WORK INSTRUCTION >> With every mark kept, transcribe all of the records.

═════ SOURCE MATERIAL

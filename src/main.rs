#[cfg(feature = "dhat-heap")]
#[global_allocator]
static ALLOC: dhat::Alloc = dhat::Alloc;

use anyhow::Result;
use clap::Parser;
use winit::event_loop::EventLoop;

use peeksheet::cli::CliArgs;
use peeksheet::config::SheetConfig;
use peeksheet::config_paths::ensure_all_config_dirs;
use peeksheet::runtime::App;

fn main() -> Result<()> {
    #[cfg(feature = "dhat-heap")]
    let _profiler = dhat::Profiler::new_heap();

    peeksheet::tracing::init();
    ensure_all_config_dirs();

    let startup = CliArgs::parse()
        .into_config(SheetConfig::load())
        .map_err(|e| anyhow::anyhow!(e))?;

    let event_loop = EventLoop::new()?;
    let mut app = App::new(startup);

    event_loop.run_app(&mut app)?;

    Ok(())
}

══════════

ANSWER TO THIS TASK >>
filename src/main.rs
#[cfg(feature = "dhat-heap")]
#[global_allocator]
static ALLOC: dhat::Alloc = dhat::Alloc;

use anyhow::Result;
use clap::Parser;
use winit::event_loop::EventLoop;

use peeksheet::cli::CliArgs;
use peeksheet::config::SheetConfig;
use peeksheet::config_paths::ensure_all_config_dirs;
use peeksheet::runtime::App;

fn main() -> Result<()> {
    #[cfg(feature = "dhat-heap")]
    let _profiler = dhat::Profiler::new_heap();

    peeksheet::tracing::init();
    ensure_all_config_dirs();

    let startup = CliArgs::parse()
        .into_config(SheetConfig::load())
        .map_err(|e| anyhow::anyhow!(e))?;

    let event_loop = EventLoop::new()?;
    let mut app = App::new(startup);

    event_loop.run_app(&mut app)?;

    Ok(())
}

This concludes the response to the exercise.